Yang paling keras tentunya Christopher Nolan. Ia menyebut HBO Max "layanan streaming paling buruk yang pernah ada".
Dalam wawancaranya dengan jurnalis RecodePeter Kafka, Kilar menyebut bahwa Warner Bros memutuskan mengalihkan film-filmnya ke streaming karena keterpaksaan.
"Menurut saya, jika Anda memilih di antara tiga skenario, tentu saja siapa pun akan memilih salah satu yang paling disukai mereka. Lingkungan saat ini, dalam pandemi, tidak memungkinkan pilihan seperti itu," tutur Kilar.
Edmund Lee, dalam analisisnya untuk The New York Times, menyebut bahwa alasan utama mengapa Warner Bros nampak serius masuk ke dunia streaming bukan karena Corona, tetapi karena strategi bisnis AT&T, perusahaan provider telekomunikasi yang menjadi pemilik Warner Bros.

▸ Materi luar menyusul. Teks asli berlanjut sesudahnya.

fn write_doc_defaults(w: &mut XmlWriter, language: &str) -> io::Result<()> {
    w.create_element("w:docDefaults").write_inner_content(|w| {
        w.create_element("w:rPrDefault").write_inner_content(|w| {
            w.create_element("w:rPr").write_inner_content(|w| {
                empty(
                    w,
                    "w:rFonts",
                    &[
                        ("w:ascii", "Calibri"),
                        ("w:hAnsi", "Calibri"),
                        ("w:eastAsia", "Calibri"),
                        ("w:cs", "Calibri"),
                    ],
                )?;
                empty(w, "w:sz", &[("w:val", "22")])?;
                empty(w, "w:szCs", &[("w:val", "22")])?;
                empty(w, "w:lang", &[("w:val", &*xml_safe(language))])
            })?;
            Ok(())
        })?;
        w.create_element("w:pPrDefault").write_inner_content(|w| {
            w.create_element("w:pPr").write_inner_content(|w| {
                empty(
                    w,
                    "w:spacing",
                    &[("w:after", "160"), ("w:line", "259"), ("w:lineRule", "auto")],
                )
            })?;
            Ok(())
        })?;
        Ok(())
    })?;
    Ok(())
}

/// Paragraph-level formatting of a simple derived style.
#[derive(Clone, Copy)]
enum Layout {
    Contextual,
    Centered,
    Tight,
}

AT&T ingin menjadikan HBO Max sebagai bonus agar pelanggan-pelanggannya tetap setiap berlangganan internet. HBO Max pun menjadi daya tawar AT&T memperoleh pelanggan baru. Skema bisnis ini mirip seperti PT Telkom menawarkan Indihome, bukan sekedar internet tetapi juga TV digital. Jika 0,01 persen saja pelanggan AT&T tetap setia (karena diiming-imingi HBO Max), pendapatan senilai $100 juta mengucur.
HBO Max menggiurkan, tapi juga kontroversial.